Regulation of renal bicarbonate reabsorption by extracellular volume

Abstract

The ability of the kidney to reabsorb bicarbonate is held to be a function of plasma CO₂ tension, carbonic anhydrase activity, and potassium stores. The effects of alterations of extracellular volume on bicarbonate reabsorption were studied in dogs whose arterial Pco₂ was kept constant at 40 mm Hg (range 35-45 mm Hg). The effect of extracellular volume expansion was studied in dogs receiving hypertonic bicarbonate and isotonic saline, isotonic saline alone (two of the animals in this group received HCl to lower the plasma bicarbonate concentration), and isotonic bicarbonate.

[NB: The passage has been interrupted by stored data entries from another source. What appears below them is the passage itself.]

//! Job runner: opens both ends, drives the transfer, closes both ends.

use std::sync::Arc;
use std::time::{Duration, Instant};

use chrono::{DateTime, Utc};
use serde::{Deserialize, Serialize};
use tokio_util::sync::CancellationToken;
use tracing::{error, info, warn};

use crate::config::{JobDescriptor, Settings};
use crate::core::catalog::{ConnectOptions, SourceCatalog};
use crate::core::traits::{DocumentSink, ReadOptions, SourceReader};
use crate::drivers::MongoSink;
use crate::error::Result;
use crate::pipeline::{RowNormalizer, TransferConfig, TransferEngine};

/// Runs a single job.
pub struct Orchestrator {
    job: JobDescriptor,
    source: Box<dyn SourceReader>,
    sink: Arc<dyn DocumentSink>,
    normalizer: RowNormalizer,
    config: TransferConfig,
}

/// Result of a run.
#[derive(Debug, Clone, Serialize, Deserialize)]
pub struct RunOutcome {
    /// Unique run identifier.
    pub run_id: String,

    /// Job name.
    pub job: String,

    /// Rows written to the destination.
    pub written: u64,

    /// Rows that could not be read or written.
    pub failed: u64,

    /// Rows seen (`written + failed`).
    pub total: u64,

    /// Total duration in seconds.
    pub duration_seconds: f64,

    /// Average throughput (rows/second).
    pub rows_per_second: u64,

    /// When the run started.
    pub started_at: DateTime<Utc>,

    /// When the run completed.
    pub completed_at: DateTime<Utc>,
}

impl Orchestrator {
    /// Open the job's source through the catalog and its MongoDB destination.
    ///
    /// The source type is checked before anything is connected. If the
    /// destination can't be opened the already-open source is closed again.
    pub async fn connect(
        job: JobDescriptor,
        catalog: &SourceCatalog,
        settings: &Settings,
    ) -> Result<Self> {
        catalog.require(&job.source_type)?;

        let connect_timeout = Duration::from_secs(settings.connect_timeout_secs);
        let source_opts = ConnectOptions {
            connect_timeout,
            ..ConnectOptions::default()
        };
        let sink_opts = ConnectOptions {
            connect_timeout,
            max_connections: settings.workers.max(1),
        };

        let source = catalog
            .open(&job.source_type, &job.source, source_opts)
            .await?;

        let sink = match MongoSink::connect(&job.destination, &sink_opts).await {
            Ok(sink) => sink,
            Err(e) => {
                source.close().await;
                return Err(e);
            }
        };

        Ok(Self::with_endpoints(job, source, Arc::new(sink))
            .with_transfer_config(TransferConfig::from_settings(settings)))
    }

    /// Build a runner over already-open endpoints.
    pub fn with_endpoints(
        job: JobDescriptor,
        source: Box<dyn SourceReader>,
        sink: Arc<dyn DocumentSink>,
    ) -> Self {
        // The label was checked when the configuration was validated.
        let encoding = job.source.text_encoding().unwrap_or(encoding_rs::UTF_8);
        Self {
            normalizer: RowNormalizer::default().with_encoding(encoding),
            config: TransferConfig::default(),
            job,
            source,
            sink,
        }
    }

    /// Toggle the two normalization rules (both on by default).
    pub fn with_conversions(mut self, convert_bytes: bool, convert_id: bool) -> Self {
        self.normalizer.convert_bytes_to_string = convert_bytes;
        self.normalizer.convert_id_to_underscore_id = convert_id;
        self
    }

    /// Replace the transfer settings.
    pub fn with_transfer_config(mut self, config: TransferConfig) -> Self {
        self.config = config;
        self
    }

    /// Run the job to completion.
    ///
    /// Source and destination are closed before this returns, whether the
    /// run succeeded or not.
    pub async fn run(self, cancel: CancellationToken) -> Result<RunOutcome> {
        let started_at = Utc::now();
        let start = Instant::now();
        let run_id = uuid::Uuid::new_v4().to_string();

        info!(
            "Starting job {} ({}): {} {} -> mongodb {} [{}]",
            self.job.name,
            run_id,
            self.source.db_type(),
            self.job.source.display_target(),
            self.job.destination.display_target(),
            self.job.write_mode
        );

        let opts = ReadOptions::for_table(self.job.source.table.clone())
            .with_columns(self.job.source.columns.clone())
            .with_where(self.job.condition.clone())
            .with_prefetch(self.config.channel_capacity);

        let engine = TransferEngine::new(self.normalizer, self.job.write_mode, self.config.clone());

        let result = match self.source.open_cursor(opts).await {
            Ok(mut cursor) => {
                let result = engine
                    .execute(cursor.as_mut(), Arc::clone(&self.sink), &cancel)
                    .await;
                cursor.close().await;
                result
            }
            Err(e) => Err(e),
        };

        self.source.close().await;
        self.sink.close().await;

        let stats = engine.statistics();
        if let Err(e) = result {
            error!(
                "Job {} aborted after {} written, {} failed: {}",
                self.job.name,
                stats.written(),
                stats.failed(),
                e
            );
            return Err(e);
        }

        let duration = start.elapsed().as_secs_f64();
        let total = stats.total();
        let outcome = RunOutcome {
            run_id,
            job: self.job.name.clone(),
            written: stats.written(),
            failed: stats.failed(),
            total,
            duration_seconds: duration,
            rows_per_second: if duration > 0.0 {
                (total as f64 / duration) as u64
            } else {
                0
            },
            started_at,
            completed_at: Utc::now(),
        };

        if outcome.failed > 0 {
            warn!("Job {}: {} rows failed", outcome.job, outcome.failed);
        }
        info!(
            "Job {} completed: {} rows in {:.1}s ({} rows/s)",
            outcome.job, outcome, outcome.duration_seconds, outcome.rows_per_second
        );

        Ok(outcome)
    }
}

impl RunOutcome {
    /// Convert to JSON string.
    pub fn to_json(&self) -> Result<String> {
        Ok(serde_json::to_string_pretty(self)?)
    }
}

impl std::fmt::Display for RunOutcome {
    fn fmt(&self, f: &mut std::fmt::Formatter<'_>) -> std::fmt::Result {
        write!(f, "{}/{}", self.written, self.total)
    }
}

The results were similar in each group. Extracellular volume expansion depressed bicarbonate reabsorption. This depression was related not to changes in glomerular filtration rate (GFR) or bicarbonate concentration, but to the increase of fractional sodium excretion. In addition, volume expansion with bicarbonate increased chloride excretion. Bicarbonate loading was performed in two groups of dogs in which effective expansion of extracellular volume was minimized by hemorrhage or acute constriction of the thoracic vena cava. Both groups demonstrated enhanced bicarbonate reabsorption relative to that seen in the volume-expanded groups. Release of the caval ligature promptly decreased bicarbonate reabsorption. Plasma potassium decreased in all animals studied, but the changes in bicarbonate reabsorption noted could not be related to the decrease. This study demonstrates that the state of effective extracellular volume is a major determinant of bicarbonate reabsorption by the kidney.